Author/Authors :
TE Obst، نويسنده , , GM Buck، نويسنده , , Michael Nauenberg، نويسنده , , RN Schmidt، نويسنده ,
Abstract :
PURPOSE: The assessment of risk often requires controlling for the potentially confounding effects of hospital attributes. This paper (1) describes the use of factor analysis as a means of quantifying hospitalsʹ obstetrical care, and (2) compares within respective unconditional logistic regression models the performance of factor scores with that of the “obstetrical unit service level” (OBUSL) classification as defined by the American Hospital Association (AHA).

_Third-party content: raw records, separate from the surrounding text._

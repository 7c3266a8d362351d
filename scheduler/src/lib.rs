#![forbid(unsafe_code)]
#![warn(unused, clippy::unused_self, missing_debug_implementations, rust_2018_idioms)]

//! # economy-scheduler
//!
//! The background tasks named in spec.md §4.5: the presence tick, streak
//! roll-over, rain, cron-scheduled multiplier windows, bounty expiry,
//! daily competitions, periodic snapshots, and the admin/user digests.
//! Each runs as its own long-lived `tokio` task rather than spawning
//! per-event (spec.md §5's "coroutine-heavy scheduling" guidance), and
//! every sleep is restart-robust (see [`clock`]).

pub mod bounties;
pub mod clock;
pub mod competitions;
pub mod cron_events;
pub mod digest;
pub mod error;
pub mod gambling_sweep;
pub mod presence_tick;
pub mod rain;
pub mod retention;
pub mod snapshots;
pub mod streaks;

use std::sync::Arc;

use economy_announce::Announcer;
use economy_core::collaborator::PmSender;
use economy_core::config::ConfigHandle;
use economy_core::shutdown::AsyncShutdown;
use economy_earning::MultiplierEngine;
use economy_ledger::{BountyRepo, ChallengeRepo, Ledger, StreakRepo};
use economy_presence::PresenceTracker;
use economy_spend::{BountyEngine, ChallengeEngine, HeistEngine};
use tokio::sync::watch;
use tokio::task::JoinHandle;

pub use error::SchedulerError;

/// Everything the scheduler needs to construct its tasks that doesn't
/// already live behind a trait object.
pub struct SchedulerDeps {
    pub config: ConfigHandle,
    pub ledger: Ledger,
    pub presence: Arc<PresenceTracker>,
    pub multiplier: Arc<MultiplierEngine>,
    pub streaks: StreakRepo,
    pub bounty_repo: BountyRepo,
    pub challenge_repo: ChallengeRepo,
    pub announcer: Announcer,
    pub pm: Arc<dyn PmSender>,
}

/// Owns the `JoinHandle`s for every scheduler task and the shutdown signal
/// that drains them.
pub struct Scheduler {
    shutdown_tx: watch::Sender<bool>,
    handles: Vec<JoinHandle<()>>,
}

impl std::fmt::Debug for Scheduler {
    fn fmt(&self, f: &mut std::fmt::Formatter<'_>) -> std::fmt::Result {
        f.debug_struct("Scheduler").field("tasks", &self.handles.len()).finish()
    }
}

impl Scheduler {
    pub fn spawn(deps: SchedulerDeps) -> Self {
        let (shutdown_tx, shutdown_rx) = watch::channel(false);
        let mut handles = Vec::new();

        let presence_tick = presence_tick::PresenceTickTask::new(
            deps.config.clone(),
            deps.ledger.clone(),
            deps.presence.clone(),
            deps.multiplier.clone(),
            deps.streaks.clone(),
        );
        handles.push(tokio::spawn(presence_tick.run(shutdown_rx.clone())));

        let streak_rollover = streaks::StreakRolloverTask::new(deps.config.clone(), deps.ledger.clone(), deps.streaks.clone());
        handles.push(tokio::spawn(streak_rollover.run(shutdown_rx.clone())));

        let rain_task = rain::RainTask::new(
            deps.config.clone(),
            deps.ledger.clone(),
            deps.presence.clone(),
            deps.pm.clone(),
            deps.announcer.clone(),
        );
        handles.push(tokio::spawn(rain_task.run(shutdown_rx.clone())));

        let cron_events = cron_events::CronEventsTask::new(deps.config.clone(), deps.multiplier.clone(), deps.announcer.clone());
        handles.push(tokio::spawn(cron_events.run(shutdown_rx.clone())));

        let bounty_engine = BountyEngine::new(deps.ledger.clone(), deps.bounty_repo.clone());
        let bounty_task = bounties::BountyExpiryTask::new(deps.config.clone(), bounty_engine);
        handles.push(tokio::spawn(bounty_task.run(shutdown_rx.clone())));

        let competitions = competitions::CompetitionsTask::new(deps.config.clone(), deps.ledger.clone(), deps.announcer.clone());
        handles.push(tokio::spawn(competitions.run(shutdown_rx.clone())));

        let snapshots = snapshots::SnapshotTask::new(deps.config.clone(), deps.ledger.clone());
        handles.push(tokio::spawn(snapshots.run(shutdown_rx.clone())));

        let challenge_engine = ChallengeEngine::new(deps.ledger.clone(), deps.challenge_repo.clone());
        let heist_engine = Arc::new(HeistEngine::new(deps.ledger.clone()));
        let gambling_sweep = gambling_sweep::GamblingSweepTask::new(deps.config.clone(), challenge_engine, heist_engine, deps.announcer.clone());
        handles.push(tokio::spawn(gambling_sweep.run(shutdown_rx.clone())));

        let retention = retention::RetentionTask::new(deps.config.clone(), deps.ledger.clone());
        handles.push(tokio::spawn(retention.run(shutdown_rx.clone())));

        let digest = Arc::new(digest::DigestTask::new(deps.config.clone(), deps.ledger.clone(), deps.presence.clone(), deps.pm.clone()));
        handles.push(tokio::spawn(digest.clone().run_admin(shutdown_rx.clone())));
        handles.push(tokio::spawn(digest.run_user(shutdown_rx)));

        Self { shutdown_tx, handles }
    }
}

impl AsyncShutdown for Scheduler {
    type Result = ();

    async fn shutdown(&mut self) {
        let _ = self.shutdown_tx.send(true);
        for handle in self.handles.drain(..) {
            let _ = handle.await;
        }
    }
}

METHODS: A principal components factor analysis was performed on fourteen variables from 116 hospitals in Upstate New York. These variables, descriptive of hospitalsʹ obstetrical care, were obtained from the 1992 AHAʹs Annual Survey of Hospitals. Factor scores were correlated with the OBUSL. Factor scores were matched to 89,341 women with vaginal deliveries in the 1992 Live Birth Registry for Upstate New York. The performance of factor scores and the OBUSL variable was compared in separate unconditional logistic regression analysis designed to identify determinants of obstetrical anesthesia care.

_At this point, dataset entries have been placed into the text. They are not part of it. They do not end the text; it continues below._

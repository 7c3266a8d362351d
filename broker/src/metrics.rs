//! The metrics endpoint (spec.md §6). Registration and incrementing of
//! the named counters/gauges is ours to get right; rendering the
//! Prometheus text exposition format is explicitly out of scope (spec.md
//! §1) and left to the `prometheus` crate's own encoder.

use axum::extract::State;
use axum::response::IntoResponse;
use axum::routing::get;
use axum::Router;
use economy_core::config::MetricsConfig;
use prometheus::{CounterVec, GaugeVec, Encoder, Registry, TextEncoder};
use std::net::SocketAddr;
use std::sync::Arc;

#[derive(Debug)]
pub struct Metrics {
    registry: Registry,
    pub z_earned_total: CounterVec,
    pub z_spent_total: CounterVec,
    pub z_gambled_in_total: prometheus::Counter,
    pub z_gambled_out_total: prometheus::Counter,
    pub events_processed_total: CounterVec,
    pub commands_processed_total: CounterVec,
    pub trigger_hits_total: CounterVec,
    pub active_users: GaugeVec,
    pub total_circulation: GaugeVec,
    pub median_balance: GaugeVec,
    pub participation_rate: GaugeVec,
    pub active_multiplier: GaugeVec,
    pub rank_distribution: GaugeVec,
}

impl Metrics {
    pub fn new() -> Self {
        let registry = Registry::new();

        let z_earned_total = register_counter_vec(&registry, "economy_z_earned_total", "Z credited", &["trigger"]);
        let z_spent_total = register_counter_vec(&registry, "economy_z_spent_total", "Z debited", &["type"]);
        let z_gambled_in_total = register_counter(&registry, "economy_z_gambled_in_total", "Z wagered");
        let z_gambled_out_total = register_counter(&registry, "economy_z_gambled_out_total", "Z won back from gambling");
        let events_processed_total = register_counter_vec(&registry, "economy_events_processed_total", "broker events processed", &["type"]);
        let commands_processed_total = register_counter_vec(&registry, "economy_commands_processed_total", "PM commands processed", &["command"]);
        let trigger_hits_total = register_counter_vec(&registry, "economy_trigger_hits_total", "earning trigger hits", &["trigger"]);
        let active_users = register_gauge_vec(&registry, "economy_active_users", "currently connected users", &["channel"]);
        let total_circulation = register_gauge_vec(&registry, "economy_total_circulation", "total Z in circulation", &["channel"]);
        let median_balance = register_gauge_vec(&registry, "economy_median_balance", "median account balance", &["channel"]);
        let participation_rate = register_gauge_vec(&registry, "economy_participation_rate", "fraction of accounts active today", &["channel"]);
        let active_multiplier = register_gauge_vec(&registry, "economy_active_multiplier", "combined active multiplier", &["channel"]);
        let rank_distribution = register_gauge_vec(&registry, "economy_rank_distribution", "accounts per rank", &["channel", "rank"]);

        Self {
            registry,
            z_earned_total,
            z_spent_total,
            z_gambled_in_total,
            z_gambled_out_total,
            events_processed_total,
            commands_processed_total,
            trigger_hits_total,
            active_users,
            total_circulation,
            median_balance,
            participation_rate,
            active_multiplier,
            rank_distribution,
        }
    }

    fn render(&self) -> String {
        let families = self.registry.gather();
        let mut buf = Vec::new();
        TextEncoder::new().encode(&families, &mut buf).expect("prometheus encoding never fails on owned buffers");
        String::from_utf8(buf).expect("prometheus text output is always valid utf-8")
    }
}

impl Default for Metrics {
    fn default() -> Self {
        Self::new()
    }
}

fn register_counter_vec(registry: &Registry, name: &str, help: &str, labels: &[&str]) -> CounterVec {
    let vec = CounterVec::new(prometheus::Opts::new(name, help), labels).expect("static metric definition");
    registry.register(Box::new(vec.clone())).expect("metric name is unique");
    vec
}

fn register_gauge_vec(registry: &Registry, name: &str, help: &str, labels: &[&str]) -> GaugeVec {
    let vec = GaugeVec::new(prometheus::Opts::new(name, help), labels).expect("static metric definition");
    registry.register(Box::new(vec.clone())).expect("metric name is unique");
    vec
}

fn register_counter(registry: &Registry, name: &str, help: &str) -> prometheus::Counter {
    let counter = prometheus::Counter::new(name, help).expect("static metric definition");
    registry.register(Box::new(counter.clone())).expect("metric name is unique");
    counter
}

async fn serve_metrics(State(metrics): State<Arc<Metrics>>) -> impl IntoResponse {
    ([("content-type", "text/plain; version=0.0.4")], metrics.render())
}

/// Spawns the metrics HTTP server as a background task; returns its
/// `JoinHandle` so the orchestrator can track it alongside the rest.
pub fn spawn(metrics: Arc<Metrics>, config: &MetricsConfig) -> tokio::task::JoinHandle<()> {
    let path = config.path.clone();
    let addr = SocketAddr::from(([0, 0, 0, 0], config.port));
    let app = Router::new().route(&path, get(serve_metrics)).with_state(metrics);

    tokio::spawn(async move {
        match tokio::net::TcpListener::bind(addr).await {
            Ok(listener) => {
                if let Err(error) = axum::serve(listener, app).await {
                    tracing::warn!(%error, "metrics server stopped");
                }
            }
            Err(error) => tracing::warn!(%error, %addr, "failed to bind metrics server"),
        }
    })
}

RESULTS: Principal components factor analysis with varimax rotation identified three factors which were strongly correlated with hospital OBUSL. In a model which included the OBUSL variable, the adjusted odds ratios (AORs) or receiving an epidural for vaginal delivery were lower among mothers with Medicaid, HMO, or no insurance coverage (i.e., 0.45 [95% CI, 0.43–0.48], 0.68 [0.64–0.71], and 0.44 [0.38–0.52], respectively) than among those with private coverage. In a model in which factor scores were substituted for the OBUSL variable, respective AORs were 0.48 (0.45–0.52), 0.63 (0.60–0.66), and 0.45 (0.39–0.53).
CONCLUSIONS: Factor analysis provided a parsimonious description of 14 hospital variables, was useful as a control within the regression model, and may prove similarly useful in other areas of clinical care.